Saved data entries:
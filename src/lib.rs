//! Session Lens - Behavioral analysis engine for recorded browsing sessions
//!
//! Lens turns the raw event stream captured by a session recorder into
//! prioritized UX insights through a deterministic pipeline: event
//! normalization → page-view extraction → pattern detection → scoring →
//! aggregation → summarization.
//!
//! ## Modules
//!
//! - **Session Analysis**: One session's events into insights, scores and a summary
//! - **Overview**: Many analyzed sessions rolled up into site-wide issues
//! - **Page analysis / Trends**: One URL across sessions, and sessions by day

pub mod aggregator;
pub mod detectors;
pub mod error;
pub mod normalizer;
pub mod overview;
pub mod page;
pub mod patterns;
pub mod pipeline;
pub mod scorer;
pub mod summary;
pub mod timeline;
pub mod trends;
pub mod types;

#[cfg(feature = "cli")]
pub mod logging;

// FFI bindings for C interop (always available for cdylib/staticlib builds)
pub mod ffi;

pub use error::AnalysisError;
pub use normalizer::EventNormalizer;
pub use pipeline::{
    analyze, analyze_events, analyze_json, overview_json, page_analysis_json, trends_json,
    SessionAnalyzer,
};

// Pattern exports
pub use patterns::{PatternConfig, Patterns};

// Result exports
pub use overview::{InsightOverview, SessionAnalysis, SessionInput};
pub use page::PageAnalysis;
pub use trends::Trends;
pub use types::{
    AnalysisResult, Event, EventKind, Insight, InsightType, Score, SessionMeta, Severity,
};

/// Lens version
pub const LENS_VERSION: &str = env!("CARGO_PKG_VERSION");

◆ **What needs to be done**
Among the records above, a stretch begins at the line containing "deterministic pipeline: event" and ends at the line containing "pub mod types;". Restate that stretch word for word, and nothing else.

◆ **Answer to the problem**
//! prioritized UX insights through a deterministic pipeline: event
//! normalization → page-view extraction → pattern detection → scoring →
//! aggregation → summarization.
//!
//! ## Modules
//!
//! - **Session Analysis**: One session's events into insights, scores and a summary
//! - **Overview**: Many analyzed sessions rolled up into site-wide issues
//! - **Page analysis / Trends**: One URL across sessions, and sessions by day

pub mod aggregator;
pub mod detectors;
pub mod error;
pub mod normalizer;
pub mod overview;
pub mod page;
pub mod patterns;
pub mod pipeline;
pub mod scorer;
pub mod summary;
pub mod timeline;
pub mod trends;
pub mod types;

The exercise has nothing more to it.